Who Crosses the River Faster, Boy A or Boy B?

[daysrunaway]

Homework Statement

Two boys can each paddle their kayaks at the same speed in still water. They paddle across a river which is flowing at a velocity of v_R. Boy A aims upstream at such an angle that he actually travels at right angles to v_R. Boy B aims at right angles to the bank, but is carried downstream. Which boy crosses the river in less time?

Homework Equations

Cosine law: a² = b² + c² - 2bccosA
Sine law: a/sinA = b/sinB = c/sinC
velocity = distance/time

The Attempt at a Solution

I first drew a vector diagram. It consists of two right-angled triangles with a common leg. The hypotenuse of the first is the velocity of boy B and the hypotenuse of the second is the hypothetical path that boy A would travel without current. The shared leg is both the velocity of boy A and the hypothetical path that boy B would travel without current. The other two legs are both v_R.

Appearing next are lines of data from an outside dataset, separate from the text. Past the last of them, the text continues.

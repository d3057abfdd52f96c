//! scribe-worker：每回合一次性子进程
//!
//! 用法：`scribe-worker execute|observe`。stdin 读一个 JSON 请求，stdout 写一个 JSON 响应后退出；
//! 日志写 stderr，由父进程转发。

use anyhow::{bail, Context};
use scribe::observability;
use scribe::worker::{run_execute, run_observe, EXECUTE_ROLE, OBSERVE_ROLE};
use tokio::io::{AsyncReadExt, AsyncWriteExt};

#[tokio::main]
async fn main() -> anyhow::Result<()> {
    let role = std::env::args().nth(1).unwrap_or_default();
    observability::init_stderr(&role);

    let mut input = String::new();
    tokio::io::stdin()
        .read_to_string(&mut input)
        .await
        .context("reading request from stdin")?;

    let output = match role.as_str() {
        EXECUTE_ROLE => {
            let req = serde_json::from_str(&input).context("parsing execute request")?;
            serde_json::to_vec(&run_execute(req).await)?
        }
        OBSERVE_ROLE => {
            let req = serde_json::from_str(&input).context("parsing observe request")?;
            serde_json::to_vec(&run_observe(req).await)?
        }
        other => bail!("unknown worker role {:?} (expected {} or {})", other, EXECUTE_ROLE, OBSERVE_ROLE),
    };

    let mut stdout = tokio::io::stdout();
    stdout.write_all(&output).await?;
    stdout.flush().await?;
    Ok(())
}
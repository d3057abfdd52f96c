//! 编排器看到的 worker 接口，以及基于子进程的默认实现

use std::path::PathBuf;
use std::time::Duration;

use async_trait::async_trait;
use tokio::sync::Mutex;

use crate::actions::ExecutionReport;
use crate::core::error::WorkerError;
use crate::core::supervisor::{exchange, PersistentWorker, WorkerCommand};
use crate::worker::{ExecuteRequest, ObserveRequest, ObserveResponse, EXECUTE_ROLE, OBSERVE_ROLE};

#[async_trait]
pub trait TurnWorkers: Send + Sync {
    async fn execute(&self, req: &ExecuteRequest, limit: Duration) -> Result<ExecutionReport, WorkerError>;

    async fn observe(&self, req: &ObserveRequest, limit: Duration) -> Result<ObserveResponse, WorkerError>;

    /// 回合开始时调用：需要 overlay 时保证它在运行（必要时重启），不需要时停掉
    async fn ensure_overlay(&self, needed: bool);

    async fn shutdown(&self) {}
}

/// 每回合起 `scribe-worker execute|observe`，overlay 为常驻 `scribe-overlay <run_dir>`
pub struct ProcessWorkers {
    worker_bin: PathBuf,
    overlay: Mutex<PersistentWorker>,
    overlay_active: Mutex<bool>,
}

impl ProcessWorkers {
    pub fn new(worker_bin: PathBuf, overlay_bin: PathBuf, run_dir: &std::path::Path) -> Self {
        let overlay_cmd = WorkerCommand::new(overlay_bin).arg(run_dir.display().to_string());
        Self {
            worker_bin,
            overlay: Mutex::new(PersistentWorker::new("overlay", overlay_cmd)),
            overlay_active: Mutex::new(false),
        }
    }
}

#[async_trait]
impl TurnWorkers for ProcessWorkers {
    async fn execute(&self, req: &ExecuteRequest, limit: Duration) -> Result<ExecutionReport, WorkerError> {
        let cmd = WorkerCommand::new(&self.worker_bin).arg(EXECUTE_ROLE);
        exchange(EXECUTE_ROLE, &cmd, req, limit).await
    }

    async fn observe(&self, req: &ObserveRequest, limit: Duration) -> Result<ObserveResponse, WorkerError> {
        let cmd = WorkerCommand::new(&self.worker_bin).arg(OBSERVE_ROLE);
        exchange(OBSERVE_ROLE, &cmd, req, limit).await
    }

    async fn ensure_overlay(&self, needed: bool) {
        let mut active = self.overlay_active.lock().await;
        let mut overlay = self.overlay.lock().await;
        if !needed {
            if *active {
                overlay.stop().await;
                *active = false;
            }
            return;
        }
        let res = if *active {
            overlay.ensure_running().map(|_| ())
        } else {
            overlay.spawn()
        };
        match res {
            Ok(()) => *active = true,
            // overlay 缺失只影响标记显示，不影响回合
            Err(e) => tracing::error!("overlay unavailable: {}", e),
        }
    }

    async fn shutdown(&self) {
        self.overlay.lock().await.stop().await;
        *self.overlay_active.lock().await = false;
    }
}
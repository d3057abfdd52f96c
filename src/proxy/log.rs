//! 代理日志：每回合一行完整 JSON，每 N 回合一个文件；观察帧另存为 PNG

use std::path::{Path, PathBuf};

use base64::Engine as _;
use serde_json::Value;
use tokio::io::AsyncWriteExt;

#[derive(Debug, Clone)]
pub struct ProxyLog {
    dir: PathBuf,
    turns_per_file: u64,
}

impl ProxyLog {
    pub fn new(dir: impl Into<PathBuf>, turns_per_file: u64) -> Self {
        Self {
            dir: dir.into(),
            turns_per_file: turns_per_file.max(1),
        }
    }

    pub fn dir(&self) -> &Path {
        &self.dir
    }

    /// 第 turn 回合所在的文件（回合从 1 开始）
    pub fn file_for(&self, turn: u64) -> PathBuf {
        let first = (turn.saturating_sub(1) / self.turns_per_file) * self.turns_per_file + 1;
        let last = first + self.turns_per_file - 1;
        self.dir.join(format!("turns_{:04}_{:04}.jsonl", first, last))
    }

    pub fn screenshot_path(&self, turn: u64) -> PathBuf {
        self.dir
            .join("screenshots")
            .join(format!("turn_{:05}.png", turn))
    }

    pub async fn append(&self, turn: u64, entry: &Value) -> std::io::Result<()> {
        tokio::fs::create_dir_all(&self.dir).await?;
        let mut line = serde_json::to_string(entry)
            .map_err(|e| std::io::Error::new(std::io::ErrorKind::InvalidData, e))?;
        line.push('\n');
        let mut file = tokio::fs::OpenOptions::new()
            .create(true)
            .append(true)
            .open(self.file_for(turn))
            .await?;
        file.write_all(line.as_bytes()).await?;
        file.flush().await
    }

    /// 保存 data URL 中的 PNG；返回相对日志目录的路径
    pub async fn save_screenshot(&self, turn: u64, data_url: &str) -> std::io::Result<Option<String>> {
        let Some(idx) = data_url.find("base64,") else {
            return Ok(None);
        };
        let bytes = base64::engine::general_purpose::STANDARD
            .decode(&data_url[idx + "base64,".len()..])
            .map_err(|e| std::io::Error::new(std::io::ErrorKind::InvalidData, e))?;
        let path = self.screenshot_path(turn);
        if let Some(parent) = path.parent() {
            tokio::fs::create_dir_all(parent).await?;
        }
        tokio::fs::write(&path, bytes).await?;
        Ok(path
            .strip_prefix(&self.dir)
            .ok()
            .map(|p| p.display().to_string()))
    }
}

/// 把请求体里的图片 data URL 替换为截图文件引用，其余内容原样保留
pub fn replace_image_urls(body: &Value, reference: &str) -> Value {
    let mut out = body.clone();
    if let Some(messages) = out["messages"].as_array_mut() {
        for msg in messages {
            if let Some(parts) = msg["content"].as_array_mut() {
                for part in parts {
                    if part["type"] == "image_url" {
                        part["image_url"]["url"] = Value::String(reference.to_string());
                    }
                }
            }
        }
    }
    out
}
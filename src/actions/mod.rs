//! 动作层：语法抽取、工具注册表、内置工具、执行器

pub mod executor;
pub mod grammar;
pub mod notes;
pub mod registry;
pub mod tools;

pub use executor::{render_feedback, ActionExecutor, ExecutionReport, ExecutionResult, Outcome};
pub use grammar::{extract_calls, parse_call, ActionCall, Literal};
pub use notes::NoteStore;
pub use registry::{Tool, ToolContext, ToolOutput, ToolRegistry};
pub use tools::standard_registry;
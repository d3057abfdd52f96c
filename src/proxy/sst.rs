//! 单一数据源校验
//!
//! 请求中嵌入的「上一回合输出」必须与本层上一次返回的文本逐字节相同。
//! 不一致只标记、记录并上报，请求照常转发，数据不做任何修正。

use serde::{Deserialize, Serialize};

const EXCERPT_CHARS: usize = 20;

#[derive(Debug, Clone, PartialEq, Eq, Serialize, Deserialize)]
pub struct Verdict {
    /// 首个请求且无已知输出时为 true，计为匹配
    pub first_observed: bool,
    #[serde(rename = "match")]
    pub matched: bool,
    pub expected_len: Option<usize>,
    pub actual_len: usize,
    /// 第一个不同字符的位置（字符偏移）
    pub mismatch_at: Option<usize>,
    pub detail: String,
}

impl Verdict {
    pub fn label(&self) -> &'static str {
        if self.matched {
            "OK"
        } else {
            "VIOLATION"
        }
    }
}

#[derive(Debug, Clone, Default)]
pub struct SstVerifier {
    last: Option<String>,
}

fn excerpt(s: &str, from: usize) -> String {
    s.chars().skip(from).take(EXCERPT_CHARS).collect()
}

impl SstVerifier {
    /// seed：续跑时从持久化的叙事恢复
    pub fn new(seed: Option<String>) -> Self {
        Self { last: seed }
    }

    pub fn last(&self) -> Option<&str> {
        self.last.as_deref()
    }

    pub fn check(&self, actual: &str) -> Verdict {
        let actual_len = actual.chars().count();
        let Some(expected) = self.last.as_deref() else {
            return Verdict {
                first_observed: true,
                matched: true,
                expected_len: None,
                actual_len,
                mismatch_at: None,
                detail: "First observed turn".to_string(),
            };
        };
        let expected_len = expected.chars().count();
        if expected == actual {
            return Verdict {
                first_observed: false,
                matched: true,
                expected_len: Some(expected_len),
                actual_len,
                mismatch_at: None,
                detail: format!("previous output identical ({} chars)", expected_len),
            };
        }
        let pos = expected
            .chars()
            .zip(actual.chars())
            .position(|(a, b)| a != b)
            .unwrap_or_else(|| expected_len.min(actual_len));
        Verdict {
            first_observed: false,
            matched: false,
            expected_len: Some(expected_len),
            actual_len,
            mismatch_at: Some(pos),
            detail: format!(
                "SST VIOLATION at pos {}. embedded len={}, last output len={}. embedded[{}..]={:?}, last[{}..]={:?}",
                pos,
                actual_len,
                expected_len,
                pos,
                excerpt(actual, pos),
                pos,
                excerpt(expected, pos)
            ),
        }
    }

    /// 记录本层返回的文本（空文本同样记录，叙事按原样替换）
    pub fn record(&mut self, text: &str) {
        self.last = Some(text.to_string());
    }
}

#[cfg(test)]
mod tests {
    use super::*;

    #[test]
    fn test_first_request_counts_as_match() {
        let v = SstVerifier::new(None).check("anything");
        assert!(v.matched);
        assert!(v.first_observed);
    }

    #[test]
    fn test_single_character_difference_is_flagged() {
        let mut sst = SstVerifier::default();
        sst.record("The cat sat on the mat.");
        let ok = sst.check("The cat sat on the mat.");
        assert!(ok.matched);

        let bad = sst.check("The cat sat on the hat.");
        assert!(!bad.matched);
        assert_eq!(bad.mismatch_at, Some(19));
        assert!(bad.detail.contains("\"hat.\""));
        assert!(bad.detail.contains("\"mat.\""));
        assert_eq!(bad.label(), "VIOLATION");
    }

    #[test]
    fn test_prefix_and_superset_are_violations() {
        let mut sst = SstVerifier::new(Some("abc".into()));
        let v = sst.check("abcd");
        assert!(!v.matched);
        assert_eq!(v.mismatch_at, Some(3));
        let v = sst.check("ab");
        assert_eq!(v.mismatch_at, Some(2));

        sst.record("");
        assert!(sst.check("").matched);
        assert!(!sst.check("x").matched);
    }
}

Here I got confused: v_B > v_A, but isn't boy B's distance also greater than boy A's? I emailed my teacher for help and he gave me this terse answer:

"Draw vector diagrams for boat A and boat B. Determine which boat has the larger component to it's course in the direction perpendicular to the bank. It will make it across first."

But they have the same component to their course perpendicular to the bank, don't they?

I don't understand what I'm missing. Could someone please help me?

 

[danielatha4]

"But they have the same component to their course perpendicular to the bank, don't they?"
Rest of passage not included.